20 Journal of Canadian Petroleum Technology

Two discrete levels of pressure were used in subsequent flow quantification (61,363 and 19,995 kPa – 8,900 and 2,900 psi) and, consequently, enough of each phase had to be produced at these pressures for measurement. With retrograde condensation of 2.2 volume% at 61,363 kPa, it was difficult to create sufficient liquid volume for analysis. The high pressures required to reach dew point (73,084 kPa) necessitated the use of smaller HPHT cylin-ders, and yet 2.2% drop-out yielded only about 13 cc of live liquid at 61,363 kPa from the 700 cc HPHT recombination cylinder. Mul-tiple recombinations had to be done to yield sufficient liquid at 61,363 kPa for analysis.

For HPHT fluids, it is usually not possible to synthesize the equilibrium liquid phase directly. Figure 3 shows the MW data of the liquid that is vapourized in the gas phase (after flashing to STP) as a function of pressure at reservoir temperature, as well as the overall MW of the lower phase.

The MW of the equilibrium liquid at the highest pressure can be approximated by the trend line in Figure 4. The linear trend in-dicates that, at a pressure just below the dew point pressure (73 MPa), the liquid that would first leave the vapour phase would have an MW of 279.1 – an MW very close to that of C20.

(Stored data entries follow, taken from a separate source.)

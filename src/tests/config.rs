use super::Config;
use std::io::Write;
use tempfile::NamedTempFile;

#[test]
fn test_defaults() {
    let cfg = Config::defaults();
    assert_eq!(cfg.initial_topic, "introduction");
    assert_eq!(cfg.compact_width, 100);
    assert_eq!(cfg.theme, "base16-ocean.dark");
    assert!((cfg.grid_gap - 24.0).abs() < f64::EPSILON);
    assert!(cfg.show_minimap);
    assert_eq!(cfg.diagram_height, 18);
}

#[test]
fn test_partial_file_keeps_other_defaults() {
    let mut file = NamedTempFile::new().unwrap();
    writeln!(file, "initial_topic = \"teams\"\ncompact_width = 80").unwrap();
    let cfg = Config::load_from(file.path());
    assert_eq!(cfg.initial_topic, "teams");
    assert_eq!(cfg.compact_width, 80);
    assert_eq!(cfg.theme, "base16-ocean.dark");
    assert!(cfg.show_minimap);
}

#[test]
fn test_missing_file_falls_back_to_defaults() {
    let dir = tempfile::tempdir().unwrap();
    let cfg = Config::load_from(&dir.path().join("absent.toml"));
    assert_eq!(cfg.initial_topic, "introduction");
}

#[test]
fn test_invalid_file_falls_back_to_defaults() {
    let mut file = NamedTempFile::new().unwrap();
    writeln!(file, "compact_width = \"wide\"").unwrap();
    let cfg = Config::load_from(file.path());
    assert_eq!(cfg.compact_width, 100);
}
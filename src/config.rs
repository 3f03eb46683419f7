//! Configuration to acknowledge reader preferences as well as set defaults.
//!
//! Specifically, we try to find a metaninza-docs.toml, and if present we load settings from there.
//! This provides the starting topic, the compact layout threshold and diagram preferences.

use facet::Facet;
use std::fs;
use std::path::Path;

/// File looked up in the working directory when no `--config` is given.
pub const CONFIG_FILE: &str = "metaninza-docs.toml";

#[derive(Facet, Clone, Debug)]
/// Reader preferences loaded from metaninza-docs.toml or falling back to defaults.
pub struct Config {
    #[facet(default = "introduction".to_string())]
    /// Topic shown at start-up.
    pub initial_topic: String,
    #[facet(default = 100)]
    /// Terminal width below which the sidebar becomes an overlay.
    pub compact_width: u16,
    #[facet(default = "base16-ocean.dark".to_string())]
    /// syntect theme used for payload samples.
    pub theme: String,
    #[facet(default = 24.0)]
    /// Spacing of the dotted diagram background, in diagram units.
    pub grid_gap: f64,
    #[facet(default = true)]
    /// Whether full-screen diagrams start with the minimap visible.
    pub show_minimap: bool,
    #[facet(default = 18)]
    /// Rows given to a diagram drawn inside a page.
    pub diagram_height: u16,
}

impl Default for Config {
    fn default() -> Self {
        Self::defaults()
    }
}

impl Config {
    #[must_use]
    /// Every field at its default.
    ///
    /// # Panics
    ///
    /// Panics if the default configuration cannot be parsed.
    pub fn defaults() -> Self {
        facet_toml::from_str::<Self>("").unwrap()
    }

    #[must_use]
    /// Load configuration from metaninza-docs.toml if present.
    pub fn load() -> Self {
        Self::load_from(Path::new(CONFIG_FILE))
    }

    #[must_use]
    /// Load configuration from `path`, falling back to defaults when it is missing or invalid.
    pub fn load_from(path: &Path) -> Self {
        let Ok(contents) = fs::read_to_string(path) else {
            tracing::debug!(path = %path.display(), "no config file, using defaults");
            return Self::defaults();
        };
        match facet_toml::from_str::<Self>(&contents) {
            Ok(config) => {
                tracing::info!(path = %path.display(), "loaded config");
                config
            }
            Err(err) => {
                tracing::warn!(path = %path.display(), %err, "invalid config, using defaults");
                Self::defaults()
            }
        }
    }
}

#[cfg(test)]
#[path = "tests/config.rs"]
mod tests;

The correlation of API gravity indicates that the API of the first liquids to drop out of the vapour phase, just below dew point pres-sure, would be 28.9 degrees (density of 0.882 g/cc). Remember that the API of the flashed separator liquid was about 40 degrees. It is therefore impossible to create representative equilibrium lower phase, at the higher pressures, simply by using the separator liquid and synthetic gases for direct recombination. The amount of liquid that would drop out of solution with this character would be less than 0.10 volume%. To measure the properties and flow charac-teristics at high pressure would require a minimum of 30 ml of equilibrium liquid. With 0.10% liquid drop-out and the HPHT dew point condition, it could require as many as 43 sequential recombi-nations in a 700 cc HPHT cylinder and would necessitate as much as 4,300 cc of separator liquid in the recombinations. The path fol-lowed to prepare the representative lower phase includes recom-bining 100 cc of separator liquid with the corresponding gas phase volume, equilibrating at or above dew point pressure and reser-voir temperature and then subsequent equilibration at a pressure below dew point, followed by collection of the lower phase. The separator liquid is vapourized and then the equilibration step below dew point causes the heavier compounds to condense; the heaviest components can not exist as a vapour at pressures just below the dew point. This is the path that must be followed to create the rep-resentative liquid phase. If phase interference testing were to be performed then the fluid volumes would have to be at least 10

times this volume or, in other words, 430 sequential recombina-tions of 700 cc and 43 l of separator liquid would be required.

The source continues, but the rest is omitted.